Decision making with inference and learning methods Hoffman, Matthew William


In this work we consider probabilistic approaches to sequential decision making. The ultimate goal is to provide methods by which decision making problems can be attacked by approaches and algorithms originally built for probabilistic inference. This allows us to directly apply a wide variety of popular, practical algorithms to these tasks. In Chapter 1 we provide an overview of the general problem of sequential decision making and a broad description of various solution methods. Much of the remaining work of this thesis then proceeds by relying upon probabilistic reinterpretations of the decision making process. This strategy of reducing learning problems to simpler inference tasks has been shown to be very fruitful in much of machine learning, and we expect similar improvements to arise in the control and reinforcement learning fields. The approaches of Chapters 2–3 build upon the framework of [Toussaint and Storkey, 2006] in reformulating the solution of Markov decision processes instead as maximum-likelihood estimation in an equivalent probabilistic model. In Chapter 2 we utilize this framework to construct an Expectation Maximization algorithm for continuous, linear-Gaussian models with mixture-of-Gaussian rewards. This approach extends popular linear-quadratic reward models to a much more general setting.
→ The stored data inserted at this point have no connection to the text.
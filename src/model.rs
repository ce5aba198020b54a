//! The intermediate model populated by the lex-source parser and consumed by
//! the emitter. See spec.md §3.

use indexmap::IndexMap;

/// The id space for user-declared start conditions starts here; `INITIAL` is
/// the only condition below it, fixed at 0.
pub const FIRST_START_CONDITION_ID: u32 = 1024;
pub const INITIAL_START_CONDITION_ID: u32 = 0;
pub const INITIAL_START_CONDITION_NAME: &str = "INITIAL";

/// A named scanner mode. Inclusive (`%s`) conditions also admit rules with no
/// start-condition prefix; exclusive (`%x`) conditions admit only rules that
/// name them (or the wildcard `*`).
#[derive(Debug, Clone, Copy, PartialEq, Eq)]
pub struct StartCondition {
    pub id: u32,
    pub exclusive: bool,
}

/// Which start conditions a rule is active under.
#[derive(Debug, Clone, PartialEq, Eq)]
pub enum StartCondSet {
    /// No `<...>` prefix: active in every inclusive condition.
    AnyInclusive,
    /// `<*>` prefix: active in every condition, inclusive or exclusive.
    Wildcard,
    /// `<sc1,sc2,...>` prefix: active only under the named conditions.
    Named(Vec<String>),
}

impl StartCondSet {
    pub fn is_empty_prefix(&self) -> bool {
        matches!(self, StartCondSet::AnyInclusive)
    }
}

/// One scanner rule (spec.md §3 LexRule).
#[derive(Debug, Clone)]
pub struct LexRule {
    pub start_conds: StartCondSet,
    /// Portable (POSIX-ish) regex pattern text, pre-translation-quoting.
    pub pattern: String,
    /// Trailing-context regex (`r1/r2`'s `r2`), if any.
    pub trailing: Option<String>,
    /// True when the original flex pattern began with `^`.
    pub sol_anchored: bool,
    /// Target-language (Rust) action source. `"|"` rules are resolved before
    /// this field is ever read by the emitter — see invariant (a).
    pub action: String,
    /// The 1-based source line the rule pattern was declared on, for
    /// diagnostics.
    pub line: usize,
}

/// The parsed `.l` source (spec.md §3 LexFile).
#[derive(Debug, Clone, Default)]
pub struct LexFile {
    /// Verbatim `%{ ... %}` prologue-literal text, preamble/imports for the
    /// emitted scanner.
    pub preamble: String,
    /// Indented prologue lines outside `%{...%}`, run once at scanner start.
    pub prologue_code: Vec<String>,
    /// Named pattern-fragment substitutions, declaration order preserved.
    pub substitutions: IndexMap<String, String>,
    /// Start-condition declarations, declaration order preserved.
    pub start_conditions: IndexMap<String, StartCondition>,
    /// Rules in source order; this order is the tie-breaker for equal-length
    /// matches at scan time.
    pub rules: Vec<LexRule>,
    /// Verbatim trailer code after the second `%%`.
    pub epilogue: String,
}

impl LexFile {
    pub fn new() -> Self {
        Self::default()
    }

    /// Allocate the next start-condition id (declaration order, starting at
    /// `FIRST_START_CONDITION_ID`).
    pub fn next_start_condition_id(&self) -> u32 {
        FIRST_START_CONDITION_ID + self.start_conditions.len() as u32
    }

    pub fn declare_start_condition(&mut self, name: &str, exclusive: bool) {
        if self.start_conditions.contains_key(name) {
            return;
        }
        let id = self.next_start_condition_id();
        self.start_conditions
            .insert(name.to_string(), StartCondition { id, exclusive });
    }

    pub fn is_exclusive(&self, name: &str) -> bool {
        self.start_conditions
            .get(name)
            .map(|sc| sc.exclusive)
            .unwrap_or(false)
    }
}

#[cfg(test)]
mod tests {
    use super::*;

    #[test]
    fn start_condition_ids_assigned_in_order() {
        let mut lf = LexFile::new();
        lf.declare_start_condition("STR", true);
        lf.declare_start_condition("COMMENT", true);

        assert_eq!(lf.start_conditions["STR"].id, 1024);
        assert_eq!(lf.start_conditions["COMMENT"].id, 1025);
        assert!(lf.start_conditions["STR"].exclusive);
    }

    #[test]
    fn redeclaring_a_start_condition_is_a_no_op() {
        let mut lf = LexFile::new();
        lf.declare_start_condition("STR", true);
        lf.declare_start_condition("STR", false);
        assert!(lf.start_conditions["STR"].exclusive);
    }
}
We also show how to extend this probabilistic framework to continuous time processes. Chapter 3 further builds upon these methods to introduce a Bayesian approach to policy search using Markov chain Monte Carlo. In Chapter 4 we depart from the setting of direct policy search and instead consider value function estimation. In particular we utilize least-squares temporal difference learning to reduce the problem of value function estimation to a more standard regression problem. In this chapter we specifically tackle the use of regularization methods in order to encourage sparse solutions. In Chapters 5–6 we consider the task of optimization as a sequential decision problem. In the first of these chapters we introduce the bandit framework and discuss a number of variations. Then in Chapter 6 we discuss a related approach to optimization utilizing Bayesian estimates of the underlying, unknown function. We finally introduce a novel approach to choose between different underlying point selection heuristics.